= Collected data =
++++
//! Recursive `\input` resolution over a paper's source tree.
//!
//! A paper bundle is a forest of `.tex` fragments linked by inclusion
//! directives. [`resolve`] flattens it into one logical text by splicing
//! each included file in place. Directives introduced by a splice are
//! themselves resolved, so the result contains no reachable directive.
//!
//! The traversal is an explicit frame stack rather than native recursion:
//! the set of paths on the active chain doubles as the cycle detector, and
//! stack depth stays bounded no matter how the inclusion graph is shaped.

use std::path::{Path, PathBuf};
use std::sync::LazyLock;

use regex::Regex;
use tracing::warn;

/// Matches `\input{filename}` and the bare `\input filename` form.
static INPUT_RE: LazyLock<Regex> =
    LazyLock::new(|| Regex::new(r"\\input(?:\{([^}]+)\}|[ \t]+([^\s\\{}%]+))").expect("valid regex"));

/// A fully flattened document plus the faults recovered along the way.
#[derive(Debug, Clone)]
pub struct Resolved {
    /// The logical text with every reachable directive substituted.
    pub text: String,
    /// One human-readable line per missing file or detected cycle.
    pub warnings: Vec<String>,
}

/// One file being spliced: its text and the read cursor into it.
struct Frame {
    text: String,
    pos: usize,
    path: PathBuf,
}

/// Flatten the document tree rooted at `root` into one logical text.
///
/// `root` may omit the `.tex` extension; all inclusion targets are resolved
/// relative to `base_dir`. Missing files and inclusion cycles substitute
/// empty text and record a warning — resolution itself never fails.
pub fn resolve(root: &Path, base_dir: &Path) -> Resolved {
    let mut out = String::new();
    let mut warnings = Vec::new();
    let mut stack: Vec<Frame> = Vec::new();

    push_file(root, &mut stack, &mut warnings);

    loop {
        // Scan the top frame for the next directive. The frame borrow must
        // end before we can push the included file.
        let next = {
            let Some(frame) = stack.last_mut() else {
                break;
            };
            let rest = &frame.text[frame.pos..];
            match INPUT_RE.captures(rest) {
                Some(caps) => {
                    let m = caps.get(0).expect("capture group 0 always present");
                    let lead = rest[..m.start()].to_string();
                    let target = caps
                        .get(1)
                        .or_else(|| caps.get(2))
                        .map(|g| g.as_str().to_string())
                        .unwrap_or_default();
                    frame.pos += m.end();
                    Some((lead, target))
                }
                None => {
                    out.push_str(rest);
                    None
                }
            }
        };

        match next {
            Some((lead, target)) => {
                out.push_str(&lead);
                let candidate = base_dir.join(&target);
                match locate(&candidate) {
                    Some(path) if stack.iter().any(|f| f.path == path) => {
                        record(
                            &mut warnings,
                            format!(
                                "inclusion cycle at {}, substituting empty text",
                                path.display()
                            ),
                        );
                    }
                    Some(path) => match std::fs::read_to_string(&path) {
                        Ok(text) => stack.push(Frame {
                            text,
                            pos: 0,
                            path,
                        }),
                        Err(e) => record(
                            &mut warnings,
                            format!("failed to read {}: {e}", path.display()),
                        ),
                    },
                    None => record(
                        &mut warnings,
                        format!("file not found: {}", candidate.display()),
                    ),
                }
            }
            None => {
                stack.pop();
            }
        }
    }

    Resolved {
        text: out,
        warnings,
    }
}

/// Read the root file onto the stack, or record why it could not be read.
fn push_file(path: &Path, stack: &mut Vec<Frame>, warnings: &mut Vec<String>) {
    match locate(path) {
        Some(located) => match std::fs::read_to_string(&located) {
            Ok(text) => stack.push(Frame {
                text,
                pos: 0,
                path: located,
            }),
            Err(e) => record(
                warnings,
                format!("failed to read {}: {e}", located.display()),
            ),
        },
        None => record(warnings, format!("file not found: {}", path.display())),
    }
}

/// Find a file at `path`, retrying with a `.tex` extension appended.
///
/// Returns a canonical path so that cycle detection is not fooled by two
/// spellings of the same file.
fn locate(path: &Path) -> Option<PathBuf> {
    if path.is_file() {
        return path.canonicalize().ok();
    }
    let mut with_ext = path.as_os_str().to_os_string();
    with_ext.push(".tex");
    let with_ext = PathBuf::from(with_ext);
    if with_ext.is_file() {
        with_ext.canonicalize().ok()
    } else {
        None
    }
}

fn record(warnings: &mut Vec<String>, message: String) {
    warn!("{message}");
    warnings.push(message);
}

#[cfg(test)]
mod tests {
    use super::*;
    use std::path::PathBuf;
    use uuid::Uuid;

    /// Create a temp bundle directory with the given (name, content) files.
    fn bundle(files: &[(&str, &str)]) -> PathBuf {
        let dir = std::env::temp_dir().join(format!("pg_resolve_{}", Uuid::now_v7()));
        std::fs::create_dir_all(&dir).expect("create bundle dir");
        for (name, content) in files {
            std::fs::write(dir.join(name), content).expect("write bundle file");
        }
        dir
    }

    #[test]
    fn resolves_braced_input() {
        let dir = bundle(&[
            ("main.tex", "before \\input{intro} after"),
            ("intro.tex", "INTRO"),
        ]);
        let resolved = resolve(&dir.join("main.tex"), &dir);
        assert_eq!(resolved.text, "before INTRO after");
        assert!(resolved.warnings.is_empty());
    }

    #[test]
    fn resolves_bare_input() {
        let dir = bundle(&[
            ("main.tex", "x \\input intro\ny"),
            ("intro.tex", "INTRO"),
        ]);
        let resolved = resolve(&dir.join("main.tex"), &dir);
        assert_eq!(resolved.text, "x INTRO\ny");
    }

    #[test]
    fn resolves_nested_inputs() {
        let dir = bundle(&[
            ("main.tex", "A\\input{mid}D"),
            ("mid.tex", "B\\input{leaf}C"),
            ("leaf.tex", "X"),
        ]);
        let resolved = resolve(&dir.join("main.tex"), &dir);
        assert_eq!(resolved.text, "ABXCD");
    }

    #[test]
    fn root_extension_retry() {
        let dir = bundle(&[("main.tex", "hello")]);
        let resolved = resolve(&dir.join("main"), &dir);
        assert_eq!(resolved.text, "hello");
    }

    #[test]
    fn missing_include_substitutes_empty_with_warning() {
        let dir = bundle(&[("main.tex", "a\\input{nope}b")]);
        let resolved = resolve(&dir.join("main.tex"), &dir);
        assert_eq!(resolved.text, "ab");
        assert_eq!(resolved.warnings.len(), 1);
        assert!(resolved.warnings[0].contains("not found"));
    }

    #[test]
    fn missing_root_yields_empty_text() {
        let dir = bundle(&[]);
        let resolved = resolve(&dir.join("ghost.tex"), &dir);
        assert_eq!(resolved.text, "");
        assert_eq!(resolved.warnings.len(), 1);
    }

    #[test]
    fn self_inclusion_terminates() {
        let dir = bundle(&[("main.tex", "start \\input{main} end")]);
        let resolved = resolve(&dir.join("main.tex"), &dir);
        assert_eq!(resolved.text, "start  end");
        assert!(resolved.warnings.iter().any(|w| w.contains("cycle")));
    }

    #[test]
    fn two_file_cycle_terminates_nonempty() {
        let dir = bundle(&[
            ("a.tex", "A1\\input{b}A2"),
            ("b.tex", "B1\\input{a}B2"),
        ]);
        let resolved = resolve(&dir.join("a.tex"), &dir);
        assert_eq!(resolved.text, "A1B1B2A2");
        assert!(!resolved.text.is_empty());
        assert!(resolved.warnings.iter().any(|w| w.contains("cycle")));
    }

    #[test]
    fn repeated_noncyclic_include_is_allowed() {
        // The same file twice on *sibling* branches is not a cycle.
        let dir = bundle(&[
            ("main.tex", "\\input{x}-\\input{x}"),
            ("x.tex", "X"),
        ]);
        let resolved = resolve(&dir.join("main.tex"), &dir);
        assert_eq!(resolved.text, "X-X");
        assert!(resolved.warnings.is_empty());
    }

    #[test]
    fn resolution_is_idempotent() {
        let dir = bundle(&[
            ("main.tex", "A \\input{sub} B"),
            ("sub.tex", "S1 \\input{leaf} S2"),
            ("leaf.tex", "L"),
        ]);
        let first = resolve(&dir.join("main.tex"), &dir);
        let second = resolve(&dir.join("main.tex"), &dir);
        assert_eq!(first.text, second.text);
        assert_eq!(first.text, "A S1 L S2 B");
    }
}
++++
= WHAT YOU WILL DO =
Say how many lines in the records hold the word "first", giving the number by itself.

= SOLVED EXERCISE =
3